16. Confucian temple. The Confucian Chinese, unlike the Buddhist, performed their rites for the sake of their fates in this world. Confucius (551-479 B.C.) was an aristocratic statesman and teacher of ethics who was concerned with the welfare of the masses and with the development of the chün tzu (the perfect man). He theorized that through the good moral examples set by the rulers and the adherence to certain (often religious) ceremonies, society would function smoothly. With this worldly form of religion, it is not difficult to understand the acceptance of a secular outlook in China today.

17. Western Pagoda. This was the only building in Wang Lung's town, besides the tea shop, that had more than one story. The pagoda is a Chinese development that derived from the stupa, which housed relics of Buddhist saints. Pagodas rarely have more than fifteen stories (the total number of stories is always uneven, because Buddhism values odd numbers), although one pagoda is 360 feet tall. Eventually, the pagodas lost their connection with Buddhism and were built in ail shapes and sizes to bring civic good fortune.

About the Author

PEARL S. BUCK devoted her life to the creation of better understanding between the peoples of Asia and the West. She was born in Hillsboro, West Virginia on June 26, 1892, but spent her childhood in China, where her parents were Presbyterian missionaries. Living in the historic city of Chianking, she learned Chinese before English. When she was fifteen she went to boarding school in Shanghai, her first formal schooling before she returned to America to enter Randolph-Macon College. After graduation in 1914, she married John Lossing Buck, a teacher of agriculture, and went to live in a town in North China. Here she lived for five years, gathering the memories that became the basis of The Good Earth.
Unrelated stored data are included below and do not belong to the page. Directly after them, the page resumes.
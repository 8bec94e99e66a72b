//! Field name driven coercion of raw attribute text.

use thiserror::Error;

/// Fields read as integers.
pub const INTEGER_FIELDS: &[&str] = &["Index", "X_AVM-DE_Port", "X_AVM-DE_Speed"];

/// Fields read as booleans (`0` is false, any other integer is true).
pub const BOOLEAN_FIELDS: &[&str] = &[
    "Active",
    "X_AVM-DE_UpdateAvailable",
    "X_AVM-DE_Guest",
    "X_AVM-DE_VPN",
    "X_AVM-DE_Disallow",
];

#[derive(Debug, Clone, PartialEq, Eq, Error)]
pub enum AttrError {
    /// A typed field held text that does not parse as an integer.
    #[error("cannot convert field {name}: {value:?} is not an integer")]
    Conversion { name: String, value: String },
}

/// How the raw text of a field is interpreted.
#[derive(Debug, Clone, Copy, PartialEq, Eq)]
pub enum CoercionKind {
    Integer,
    Boolean,
    Text,
}

impl CoercionKind {
    /// Coercion kind of the field `name`; unknown names pass through as text.
    pub fn of(name: &str) -> Self {
        if INTEGER_FIELDS.contains(&name) {
            CoercionKind::Integer
        } else if BOOLEAN_FIELDS.contains(&name) {
            CoercionKind::Boolean
        } else {
            CoercionKind::Text
        }
    }

    /// Value used for a field that was never populated.
    pub fn default_value(self) -> AttrValue {
        match self {
            CoercionKind::Integer => AttrValue::Int(0),
            CoercionKind::Boolean => AttrValue::Bool(false),
            CoercionKind::Text => AttrValue::Text(String::new()),
        }
    }
}

/// A coerced attribute value.
#[derive(Debug, Clone, PartialEq, Eq)]
#[cfg_attr(feature = "serde", derive(serde::Serialize))]
#[cfg_attr(feature = "serde", serde(untagged))]
pub enum AttrValue {
    Int(i64),
    Bool(bool),
    Text(String),
}

impl AttrValue {
    pub fn as_int(&self) -> Option<i64> {
        match self {
            AttrValue::Int(value) => Some(*value),
            _ => None,
        }
    }

    pub fn as_bool(&self) -> Option<bool> {
        match self {
            AttrValue::Bool(value) => Some(*value),
            _ => None,
        }
    }

    pub fn as_text(&self) -> Option<&str> {
        match self {
            AttrValue::Text(text) => Some(text),
            _ => None,
        }
    }
}

/// Coerce the raw text of `name` according to [`CoercionKind::of`].
///
/// `None` means "not populated" and yields the default. Present text in a typed
/// field must parse, including empty text.
pub fn coerce(name: &str, raw: Option<&str>) -> Result<AttrValue, AttrError> {
    coerce_as(CoercionKind::of(name), name, raw)
}

pub(crate) fn coerce_as(
    kind: CoercionKind,
    name: &str,
    raw: Option<&str>,
) -> Result<AttrValue, AttrError> {
    let Some(text) = raw else {
        return Ok(kind.default_value());
    };
    match kind {
        CoercionKind::Text => Ok(AttrValue::Text(text.to_string())),
        CoercionKind::Integer => parse_int(name, text).map(AttrValue::Int),
        CoercionKind::Boolean => parse_int(name, text).map(|value| AttrValue::Bool(value != 0)),
    }
}

fn parse_int(name: &str, text: &str) -> Result<i64, AttrError> {
    text.trim().parse().map_err(|_| AttrError::Conversion {
        name: name.to_string(),
        value: text.to_string(),
    })
}

#[cfg(test)]
mod tests {
    use super::*;

    #[test]
    fn partition_is_fixed() {
        assert_eq!(CoercionKind::of("Index"), CoercionKind::Integer);
        assert_eq!(CoercionKind::of("X_AVM-DE_Port"), CoercionKind::Integer);
        assert_eq!(CoercionKind::of("Active"), CoercionKind::Boolean);
        assert_eq!(CoercionKind::of("X_AVM-DE_VPN"), CoercionKind::Boolean);
        assert_eq!(CoercionKind::of("HostName"), CoercionKind::Text);
        assert_eq!(CoercionKind::of("active"), CoercionKind::Text);
        for name in INTEGER_FIELDS {
            assert!(!BOOLEAN_FIELDS.contains(name));
        }
    }

    #[test]
    fn boolean_parses_integer_first() {
        assert_eq!(coerce("Active", Some("1")), Ok(AttrValue::Bool(true)));
        assert_eq!(coerce("Active", Some("0")), Ok(AttrValue::Bool(false)));
        assert_eq!(coerce("Active", Some("2")), Ok(AttrValue::Bool(true)));
        assert!(matches!(
            coerce("Active", Some("maybe")),
            Err(AttrError::Conversion { .. })
        ));
        assert!(coerce("Active", Some("true")).is_err());
    }

    #[test]
    fn integer_fields_reject_text() {
        assert_eq!(coerce("X_AVM-DE_Speed", Some(" 100 ")), Ok(AttrValue::Int(100)));
        assert_eq!(coerce("Index", Some("-1")), Ok(AttrValue::Int(-1)));
        let err = coerce("X_AVM-DE_Port", Some("lan1")).unwrap_err();
        assert_eq!(
            err,
            AttrError::Conversion {
                name: "X_AVM-DE_Port".into(),
                value: "lan1".into()
            }
        );
    }

    #[test]
    fn unpopulated_fields_use_defaults() {
        assert_eq!(coerce("Index", None), Ok(AttrValue::Int(0)));
        assert_eq!(coerce("X_AVM-DE_Guest", None), Ok(AttrValue::Bool(false)));
        assert_eq!(coerce("HostName", None), Ok(AttrValue::Text(String::new())));
    }

    #[test]
    fn present_but_empty_typed_fields_fail() {
        assert_eq!(
            coerce("X_AVM-DE_Speed", Some("")),
            Err(AttrError::Conversion {
                name: "X_AVM-DE_Speed".into(),
                value: String::new()
            })
        );
        assert!(matches!(
            coerce("Active", Some("  ")),
            Err(AttrError::Conversion { ref name, .. }) if name == "Active"
        ));
    }

    #[test]
    fn text_passes_through_unchanged() {
        assert_eq!(
            coerce("X_AVM-DE_Model", Some(" FRITZ!Repeater ")),
            Ok(AttrValue::Text(" FRITZ!Repeater ".into()))
        );
        assert_eq!(
            coerce("X_AVM-DE_Model", Some("   ")),
            Ok(AttrValue::Text("   ".into()))
        );
        assert_eq!(coerce("HostName", Some("")), Ok(AttrValue::Text(String::new())));
    }
}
The publication of her first article in the Atlantic, in 1923, confirmed a childhood interest in writing and led ultimately to her first novel, East Wind, West Wind. Less than a year later, the appearance of The Good Earth, established her reputation. The novel was an extraordinary best seller and was awarded the Pulitzer Prize, translated into more than thirty languages, and made into a play and a motion picture. After that she wrote over eighty books, including such famous novels as A House Divided, Dragon Seed, Pavilion of Women, and The Time is Noon.

In addition to the Pulitzer Prize, Mrs. Buck was awarded the Nobel Prize for Literature in 1938, the Brotherhood Award of the National Conference of Christians and Jews, the Wesley Award for Distinguished Service to Humanity and more than a dozen honorary degrees from American colleges and universities. She died in Danby, Vermont on March 6, 1973.

Notes:

THE GOOD EARTH was written out of Pearl Buck's long, firsthand experience in China. Her parents were an ill-matched pair of Southern Presbyterians named Absalom and Carie Sydenstricker. Pearl was born in Hillsboro, West Virginia, in 1892 while her parents were on a home leave, but she was taken to China at the age of three months and lived there most of the next forty years. Her father was a humorless, zealous man who tried for decades to convert the Chinese to Christianity. Her mother was an unhappy woman who felt permanently exiled in a strange land.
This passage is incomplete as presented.